George Kennan on the Siberian Exile System
Source: Readings in Modern European History, edited by James Harvey Robinson and Charles Beard (Boston: Ginn and Company, 1909), vol. 2, pp. 354-57, citing Kennan, Siberia and the Exile System (1891), vol. 1, p. 245+.
George Kennan (1845-1924) traveled widely in Russia. In 1891 he published his critical comments about the Russian government and its arbitrary use of Siberian exile to punish criminals and political dissenters.

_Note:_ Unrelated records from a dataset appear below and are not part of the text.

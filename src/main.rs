use anyhow::{Context, Result};
use movie_catalog::{
    config, db, models::seed::CatalogSeed, services::catalog_service::CatalogService,
};
use std::{io::ErrorKind, path::Path, sync::Arc};
use tokio::net::TcpListener;
use tracing_subscriber::EnvFilter;

#[tokio::main]
async fn main() -> Result<()> {
    // --- Logging setup ---
    tracing_subscriber::fmt()
        .with_env_filter(EnvFilter::from_default_env())
        .init();

    // --- Parse config + init-db flag ---
    let (cfg, init_db) = config::AppConfig::from_env_and_args()?;

    tracing::info!("Starting movie-catalog with config: {:?}", cfg);

    // --- Initialize SQLite connection + schema ---
    let pool = Arc::new(db::connect(&cfg.database_url).await?);
    db::init_schema(&pool).await?;

    // --- Initialize core service ---
    let catalog = CatalogService::new(pool);

    if let Some(path) = cfg.seed.as_deref() {
        import_seed(&catalog, path).await?;
    }

    if init_db {
        tracing::info!("Database initialization complete.");
        return Ok(()); // exit after schema + seed
    }

    // --- Build router ---
    let app = movie_catalog::app(catalog);

    // --- Start server ---
    let addr = cfg.addr();
    let listener = match TcpListener::bind(&addr).await {
        Ok(listener) => listener,
        Err(err)
            if err.kind() == ErrorKind::PermissionDenied
                && matches!(cfg.host.as_str(), "0.0.0.0" | "::") =>
        {
            let fallback_addr = format!("127.0.0.1:{}", cfg.port);
            tracing::warn!(
                "Permission denied binding to {} ({}). Falling back to {}",
                addr,
                err,
                fallback_addr
            );
            TcpListener::bind(&fallback_addr).await?
        }
        Err(err) => return Err(err.into()),
    };

    tracing::info!("Server listening on http://{}", listener.local_addr()?);
    axum::serve(listener, app).await?;

    Ok(())
}

/// Load a JSON fixture from disk and import it into the catalog.
async fn import_seed(catalog: &CatalogService, path: &Path) -> Result<()> {
    let raw = tokio::fs::read_to_string(path)
        .await
        .with_context(|| format!("reading seed file {}", path.display()))?;
    let seed: CatalogSeed = serde_json::from_str(&raw)
        .with_context(|| format!("parsing seed file {}", path.display()))?;

    let report = catalog.seed(&seed).await.context("importing seed data")?;
    tracing::info!(
        "Imported {} directors, {} genres, {} movies from {}",
        report.directors,
        report.genres,
        report.movies,
        path.display()
    );

    Ok(())
}
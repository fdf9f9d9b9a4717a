//! HTTP handlers for movies. Movies are read-only over HTTP.

use super::parse_item_id;
use crate::{
    errors::AppError,
    models::movie::{Movie, MovieFilter},
    services::catalog_service::CatalogService,
};
use axum::{
    Json,
    extract::{Path, Query, State},
};
use serde::Deserialize;
use utoipa::IntoParams;

/// Query params accepted by `GET /movies/`.
///
/// Kept as strings: an empty value (`?genre_id=`) means "no filter", and a
/// value that cannot equal any integer id simply matches nothing.
#[derive(Debug, Deserialize, IntoParams)]
#[into_params(parameter_in = Query)]
pub struct MoviesQuery {
    /// Only movies by this director
    pub director_id: Option<String>,
    /// Only movies of this genre
    pub genre_id: Option<String>,
}

/// One parsed filter parameter.
#[derive(Debug, Clone, Copy, PartialEq)]
enum IdFilter {
    Unset,
    Id(i64),
    /// No row can match, e.g. `abc` or `3.5`.
    Unmatchable,
}

impl MoviesQuery {
    /// `None` when some filter can never match, so the result is empty.
    fn into_filter(self) -> Option<MovieFilter> {
        let director_id = parse_filter(self.director_id.as_deref());
        let genre_id = parse_filter(self.genre_id.as_deref());

        let resolve = |f: IdFilter| match f {
            IdFilter::Unset => Some(None),
            IdFilter::Id(id) => Some(Some(id)),
            IdFilter::Unmatchable => None,
        };

        Some(MovieFilter {
            director_id: resolve(director_id)?,
            genre_id: resolve(genre_id)?,
        })
    }
}

/// GET `/movies/` — supports ?director_id=&genre_id=, combined with AND.
#[utoipa::path(
    get,
    path = "/movies/",
    tag = "movies",
    params(MoviesQuery),
    responses((status = 200, description = "Matching movies, by id", body = Vec<Movie>))
)]
pub async fn list_movies(
    State(service): State<CatalogService>,
    Query(q): Query<MoviesQuery>,
) -> Result<Json<Vec<Movie>>, AppError> {
    match q.into_filter() {
        Some(filter) => Ok(Json(service.list_movies(&filter).await?)),
        None => Ok(Json(Vec::new())),
    }
}

/// GET `/movies/{id}`
#[utoipa::path(
    get,
    path = "/movies/{id}",
    tag = "movies",
    params(("id" = i64, Path, description = "Movie id")),
    responses(
        (status = 200, description = "The movie", body = Movie),
        (status = 404, description = "No such movie", body = String)
    )
)]
pub async fn get_movie(
    State(service): State<CatalogService>,
    Path(raw_id): Path<String>,
) -> Result<Json<Movie>, AppError> {
    let id = parse_item_id("movie", &raw_id)?;
    Ok(Json(service.get_movie(id).await?))
}

/// Integers match as is; integral decimals such as `3.0` match id 3.
fn parse_filter(raw: Option<&str>) -> IdFilter {
    let value = match raw.map(str::trim) {
        None | Some("") => return IdFilter::Unset,
        Some(value) => value,
    };

    if let Ok(id) = value.parse::<i64>() {
        return IdFilter::Id(id);
    }

    match value.parse::<f64>() {
        Ok(f) if f.is_finite() && f.fract() == 0.0 && f.abs() < i64::MAX as f64 => {
            IdFilter::Id(f as i64)
        }
        _ => IdFilter::Unmatchable,
    }
}
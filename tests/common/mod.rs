#![allow(dead_code)]

use std::sync::Arc;

use axum::Router;
use axum::body::Body;
use axum::http::{Method, Request, Response, header::CONTENT_TYPE};
use tempfile::TempDir;
use tower::ServiceExt;

use movie_catalog::db;
use movie_catalog::models::movie::{Movie, NewMovie};
use movie_catalog::models::named::{Directors, Genres};
use movie_catalog::services::catalog_service::CatalogService;

/// A catalog backed by a fresh SQLite file in a temporary directory.
///
/// The directory (and database) is removed when this value is dropped.
pub struct TestCatalog {
    pub service: CatalogService,
    _dir: TempDir,
}

impl TestCatalog {
    pub async fn new() -> Self {
        let dir = TempDir::new().unwrap();
        let url = format!("sqlite://{}", dir.path().join("catalog.db").display());
        let pool = db::connect(&url).await.unwrap();
        db::init_schema(&pool).await.unwrap();

        Self {
            service: CatalogService::new(Arc::new(pool)),
            _dir: dir,
        }
    }

    /// The full application router over this catalog.
    pub fn app(&self) -> Router {
        movie_catalog::app(self.service.clone())
    }

    pub async fn director(&self, name: &str) -> i64 {
        self.service
            .create_named::<Directors>(Some(name.to_string()))
            .await
            .unwrap()
            .id
    }

    pub async fn genre(&self, name: &str) -> i64 {
        self.service
            .create_named::<Genres>(Some(name.to_string()))
            .await
            .unwrap()
            .id
    }

    pub async fn movie(
        &self,
        title: &str,
        director_id: Option<i64>,
        genre_id: Option<i64>,
    ) -> Movie {
        self.service
            .create_movie(&NewMovie {
                title: Some(title.to_string()),
                year: Some(2000),
                rating: Some(7.5),
                director_id,
                genre_id,
                ..Default::default()
            })
            .await
            .unwrap()
    }
}

pub async fn send(
    app: Router,
    method: Method,
    uri: &str,
    body: Option<serde_json::Value>,
) -> Response<Body> {
    let builder = Request::builder().method(method).uri(uri);
    let request = match body {
        Some(json) => builder
            .header(CONTENT_TYPE, "application/json")
            .body(Body::from(json.to_string()))
            .unwrap(),
        None => builder.body(Body::empty()).unwrap(),
    };
    app.oneshot(request).await.unwrap()
}

pub async fn get(app: Router, uri: &str) -> Response<Body> {
    send(app, Method::GET, uri, None).await
}

pub async fn delete(app: Router, uri: &str) -> Response<Body> {
    send(app, Method::DELETE, uri, None).await
}

pub async fn post_json(app: Router, uri: &str, body: serde_json::Value) -> Response<Body> {
    send(app, Method::POST, uri, Some(body)).await
}

pub async fn put_json(app: Router, uri: &str, body: serde_json::Value) -> Response<Body> {
    send(app, Method::PUT, uri, Some(body)).await
}

pub async fn patch_json(app: Router, uri: &str, body: serde_json::Value) -> Response<Body> {
    send(app, Method::PATCH, uri, Some(body)).await
}

/// Collect a response body and parse it as JSON.
pub async fn body_json(response: Response<Body>) -> serde_json::Value {
    let bytes = axum::body::to_bytes(response.into_body(), usize::MAX)
        .await
        .unwrap();
    serde_json::from_slice(&bytes).unwrap()
}
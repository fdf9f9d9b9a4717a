pub mod catalog_service;
use crate::errors::AppError;

pub mod health_handlers;
pub mod movie_handlers;
pub mod named_handlers;

/// Parse an `{id}` path segment.
///
/// Ids are taken as strings so that a segment which is not an integer is
/// answered like any other unknown id: 404 with the usual message.
pub(crate) fn parse_item_id(noun: &str, raw: &str) -> Result<i64, AppError> {
    raw.parse::<i64>()
        .map_err(|_| AppError::not_found(format!("There's no {} with id {}", noun, raw)))
}
impl BreakerBank {
    pub fn new(config: BreakerConfig, clock: SharedClock) -> Self {
        Self {
            breakers: DashMap::new(),
            config: ArcSwap::from_pointee(config),
            clock,
        }
    }

    /// Whether a call to `target` may go out now.
    pub fn allow(&self, target: &str) -> bool {
        !matches!(self.check(target), BreakerCheck::Rejected)
    }

    pub fn check(&self, target: &str) -> BreakerCheck {
        self.admit(target).1
    }

    /// Admission with outcome bookkeeping attached. `None` when the breaker
    /// rejects the call.
    ///
    /// The permit reports its outcome through `BreakerPermit::record`. A
    /// trial permit dropped without a result (panic, cancelled request)
    /// counts as a failed trial so the half-open slot is never lost.
    pub fn acquire(&self, target: &str) -> Option<BreakerPermit> {
        let (breaker, check, generation) = self.admit(target);
        if check == BreakerCheck::Rejected {
            return None;
        }
        Some(BreakerPermit {
            breaker,
            target: target.to_string(),
            clock: self.clock.clone(),
            generation,
            check,
            settled: false,
        })
    }

    fn admit(&self, target: &str) -> (Arc<TargetBreaker>, BreakerCheck, u64) {
        let breaker = self.get_or_create(target);
        let now = self.clock.now();
        let mut inner = breaker.inner.lock();
        let result = match inner.state {
            BreakerState::Closed => BreakerCheck::Allowed,
            BreakerState::Open => {
                let wait = Duration::from_secs(inner.config.wait_duration_in_open_state_secs);
                let elapsed = inner.opened_at.is_some_and(|at| now >= at + wait);
                if elapsed {
                    inner.transition(target, BreakerState::HalfOpen);
                    inner.half_open_admitted = 1;
                    BreakerCheck::Probe
                } else {
                    BreakerCheck::Rejected
                }
            }
            BreakerState::HalfOpen => {
                if inner.half_open_admitted < inner.config.permitted_calls_in_half_open {
                    inner.half_open_admitted += 1;
                    BreakerCheck::Probe
                } else {
                    BreakerCheck::Rejected
                }
            }
        };
        let generation = inner.generation;
        drop(inner);

        if result == BreakerCheck::Rejected {
            metrics::counter!("waypoint_breaker_rejections_total", "target" => target.to_string())
                .increment(1);
        }
        (breaker, result, generation)
    }

    /// Record an outcome against the target's current state, whatever
    /// admitted the call.
    pub fn record_outcome(&self, target: &str, success: bool) {
        let breaker = self.get_or_create(target);
        let now = self.clock.now();
        breaker.inner.lock().apply(target, success, now);
    }

    /// Current state without side effects. An open breaker whose wait has
    /// elapsed still reports `Open` until the next `allow`.
    pub fn state(&self, target: &str) -> BreakerState {
        self.breakers
            .get(target)
            .map(|b| b.inner.lock().state)
            .unwrap_or(BreakerState::Closed)
    }

    pub fn snapshot(&self) -> Vec<BreakerView> {
        let now = self.clock.now();
        let mut views: Vec<BreakerView> = self
            .breakers
            .iter()
            .map(|entry| {
                let inner = entry.value().inner.lock();
                BreakerView {
                    target: entry.key().clone(),
                    state: inner.state,
                    calls_in_window: inner.window.len(),
                    failure_rate: (!inner.window.is_empty()).then(|| inner.failure_rate()),
                    opened_for_ms: match inner.state {
                        BreakerState::Open => inner
                            .opened_at
                            .map(|at| now.saturating_duration_since(at).as_millis() as u64),
                        _ => None,
                    },
                    config: inner.config.clone(),
                }
            })
            .collect();
        views.sort_by(|a, b| a.target.cmp(&b.target));
        views
    }

    /// Replace thresholds after a reload. States and windows are kept.
    pub fn reconfigure(&self, config: BreakerConfig) {
        for entry in self.breakers.iter() {
            let target_cfg = config.for_target(entry.key());
            let mut inner = entry.value().inner.lock();
            let capacity = window_capacity(&target_cfg);
            while inner.window.len() > capacity {
                inner.window.pop_front();
            }
            inner.config = target_cfg;
        }
        self.config.store(Arc::new(config));
        tracing::info!("circuit_breaker: reconfigured {} target(s)", self.breakers.len());
    }

    /// Force a target back to closed with an empty window.
    pub fn reset(&self, target: &str) -> bool {
        match self.breakers.get(target) {
            Some(b) => {
                b.inner.lock().transition(target, BreakerState::Closed);
                true
            }
            None => false,
        }
    }

    fn get_or_create(&self, target: &str) -> Arc<TargetBreaker> {
        // Fast path: key already exists, no allocation.
        if let Some(entry) = self.breakers.get(target) {
            return entry.value().clone();
        }
        self.breakers
            .entry(target.to_string())
            .or_insert_with(|| {
                let config = self.config.load().for_target(target);
                Arc::new(TargetBreaker {
                    inner: Mutex::new(BreakerInner {
                        state: BreakerState::Closed,
                        generation: 0,
                        window: VecDeque::with_capacity(window_capacity(&config)),
                        opened_at: None,
                        half_open_admitted: 0,
                        half_open_successes: 0,
                        config,
                    }),
                })
            })
            .clone()
    }
}
use crate::config::HeaderMatcher;

/// A pre-compiled header matcher for fast request-time evaluation.
#[derive(Debug)]
pub struct CompiledHeaderMatcher {
    pub name: String,
    pub value: String,
    pub match_type: HeaderMatchType,
    pub invert: bool,
    pub regex: Option<regex::Regex>,
}

#[derive(Debug, Clone, Copy, PartialEq, Eq)]
pub enum HeaderMatchType {
    Exact,
    Prefix,
    Regex,
    Present,
}

impl CompiledHeaderMatcher {
    pub fn matches(&self, header_value: Option<&str>) -> bool {
        let raw_match = match self.match_type {
            HeaderMatchType::Present => header_value.is_some(),
            HeaderMatchType::Exact => header_value.is_some_and(|v| v == self.value),
            HeaderMatchType::Prefix => header_value.is_some_and(|v| v.starts_with(&self.value)),
            HeaderMatchType::Regex => match self.regex {
                Some(ref re) => header_value.is_some_and(|v| re.is_match(v)),
                None => false,
            },
        };
        if self.invert {
            !raw_match
        } else {
            raw_match
        }
    }
}

/// All matchers must pass (AND semantics).
pub fn headers_match(matchers: &[CompiledHeaderMatcher], headers: &http::HeaderMap) -> bool {
    matchers.iter().all(|hm| {
        let header_val = headers.get(&hm.name).and_then(|v| v.to_str().ok());
        hm.matches(header_val)
    })
}

pub fn compile_header_matchers(
    headers: &[HeaderMatcher],
) -> Result<Vec<CompiledHeaderMatcher>, String> {
    headers
        .iter()
        .map(|h| {
            let match_type = match h.match_type.as_str() {
                "exact" => HeaderMatchType::Exact,
                "prefix" => HeaderMatchType::Prefix,
                "regex" => HeaderMatchType::Regex,
                "present" => HeaderMatchType::Present,
                other => {
                    return Err(format!(
                        "header '{}' has unknown match_type '{}'",
                        h.name, other
                    ))
                }
            };
            let regex = if match_type == HeaderMatchType::Regex {
                Some(regex::Regex::new(&h.value).map_err(|e| {
                    format!("header '{}' has invalid regex '{}': {}", h.name, h.value, e)
                })?)
            } else {
                None
            };
            Ok(CompiledHeaderMatcher {
                name: h.name.to_ascii_lowercase(),
                value: h.value.clone(),
                match_type,
                invert: h.invert,
                regex,
            })
        })
        .collect()
}

#[cfg(test)]
mod tests {
    use super::*;

    fn matcher(name: &str, value: &str, match_type: &str, invert: bool) -> HeaderMatcher {
        HeaderMatcher {
            name: name.into(),
            value: value.into(),
            match_type: match_type.into(),
            invert,
        }
    }

    fn compile_one(m: HeaderMatcher) -> CompiledHeaderMatcher {
        compile_header_matchers(&[m]).unwrap().remove(0)
    }

    #[test]
    fn test_exact() {
        let m = compile_one(matcher("X-Env", "canary", "exact", false));
        assert_eq!(m.name, "x-env");
        assert!(m.matches(Some("canary")));
        assert!(!m.matches(Some("canary-2")));
        assert!(!m.matches(None));
    }

    #[test]
    fn test_prefix_and_present() {
        let m = compile_one(matcher("x-version", "v2", "prefix", false));
        assert!(m.matches(Some("v2.1")));
        assert!(!m.matches(Some("v1")));

        let m = compile_one(matcher("x-debug", "", "present", false));
        assert!(m.matches(Some("")));
        assert!(!m.matches(None));
    }

    #[test]
    fn test_regex_and_invert() {
        let m = compile_one(matcher("x-user", r"^\d+$", "regex", false));
        assert!(m.matches(Some("1234")));
        assert!(!m.matches(Some("abc")));

        let m = compile_one(matcher("x-env", "prod", "exact", true));
        assert!(m.matches(Some("dev")));
        assert!(m.matches(None));
        assert!(!m.matches(Some("prod")));
    }

    #[test]
    fn test_invalid_regex_rejected() {
        assert!(compile_header_matchers(&[matcher("x", "(", "regex", false)]).is_err());
    }

    #[test]
    fn test_unknown_match_type_rejected() {
        assert!(compile_header_matchers(&[matcher("x", "a", "glob", false)]).is_err());
    }

    #[test]
    fn test_headers_match_and_semantics() {
        let ms = compile_header_matchers(&[
            matcher("x-a", "1", "exact", false),
            matcher("x-b", "", "present", false),
        ])
        .unwrap();
        let mut headers = http::HeaderMap::new();
        headers.insert("x-a", "1".parse().unwrap());
        assert!(!headers_match(&ms, &headers));
        headers.insert("x-b", "yes".parse().unwrap());
        assert!(headers_match(&ms, &headers));
    }
}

The two things that are most exasperating to a liberal and warm-hearted young Russian are, first, official lawlessness, and second, the suffering brought by such lawlessness upon near relatives and dear friends. The suffering of a loved wife or the loss of an affectionate child is hard enough to bear when it comes in the ordinary course of nature and seems to be inevitable; but when it comes as the direct result of unnecessary causes, such as injustice, tyranny, and official caprice, it has more than the bitterness of death, and it arouses fiercer passions than those that carry men into the storm of battle.
In the year 1879 there was living in the town of Ivangorod a skillful young surgeon named Dr. Bieli. Although he was a man of liberal views, he was not an agitator nor a revolutionist, and had taken no active part in political affairs. Sometime in the late winter or early spring of 1879 there came to him, with letters of introduction, two young women who had been studying in one of the medical schools for women in St. Petersburg, and had been expelled and ordered to return to their homes in central Russia on account of their alleged political "untrustworthiness." They were very anxious to complete their education and to fit themselves for useful work among the peasants; and they begged Dr. Bieli to aid them in their studies.
As they were both in an "illegal" position, that is, were living in a place where, without permission from the authorities, they had no right to be, it was Dr. Bieli's duty as a loyal subject to hand them over to the police, regardless of the fact that they had come to him with letters of introduction and a petition for help. He happened, however, to be a man of courage, independence, and generous instincts; and, instead of betraying 'them, he listened with sympathy to their story, promised them his aid, introduced them to his wife, and began to give them lessons.
On the 10th of May, 1879, both they and the young surgeon were arrested and exiled by administrative process to Siberia. Dr. Bieli eventually was sent to the Arctic village of Verhoyansk, latitude 67.30°, in the province of Yakutsk. At the time of Dr. Bieli's banishment, his wife, a beautiful young woman twenty-four or twenty-five years of age, was expecting confinement, and was therefore unable to go to Siberia with him. As soon as possible, however, after the birth of her child, and before she had fully recovered her strength, she left her nursing baby with relatives and started on a journey of more than six thousand miles to join her husband in a village situated north of the Arctic Circle and near the Asiatic pole of cold. She had not the necessary means to make such a journey by rail, steamer, and post, and was therefore forced to ask permission of the Minister of the Interior to travel with a party of exiles.
As far as the city of Tomsk in western Siberia both political and common-criminal exiles are transported in convict trains or barges. Beyond that point the common criminals walk, and the politicals are carried in telegas, at the rate of about sixty miles a week. At this rate of progress Mrs. Bieli would have reached her husband's place of exile only after sixteen months of incessant hardship, privation, and suffering. But she did not reach it.
For many weeks her hope, courage, and love sustained her, and enabled her to endure without complaint the jolting, the suffocating dust, the scorching heat, and the cold autumnal rains on the road, the bad food, the plank sleeping benches, the vermin, and the pestilential air of the stations where they stopped,‑ but human endurance has its limits. Three or four months of this unrelieved misery, with constant anxiety about her husband and the baby that, for her husband's sake, she had abandoned in Russia, broke down her health and her spirit. She sank into deep despondency and eventually, began to show signs of mental aberration. After passing Krasnoyarsk her condition became such that any sudden shock was likely completely to overthrow her reason,‑and the shock soon came.
There are two villages in eastern Siberia whose names are almost alike, Verholensk and Verhoyansk. The former is situated only 180 miles from Irkutsk, while the latter is nearly 2700 miles. As the party with which she was traveling approached the capital of eastern Siberia, her hope, strength, and courage seemed to revive. Her husband, she thought, was only a few hundred miles away, and in a few more weeks she would be in his arms. She talked of him constantly, counted the verst posts which measured her slow progress towards him, and literally lived upon the expectation of speedy reunion with him.
A few stations west of Irkutsk she accidentally became aware, for the first time, that her husband was not in Verholensk, but in Verhoyansk; that she was still separated from him by nearly three thousand miles of mountain, steppe, and forest; and that in order to reach his place of banishment that year she would have to travel many weeks on dog or reindeer sledges, in terrible cold, through the arctic solitudes of north eastern Asia. The sudden shock of this discovery was almost immediately fatal. She became violently insane, and died insane a few months later in the Irkutsk prison hospital, without ever seeing again her husband for whose sake she had endured such mental and physical agonies.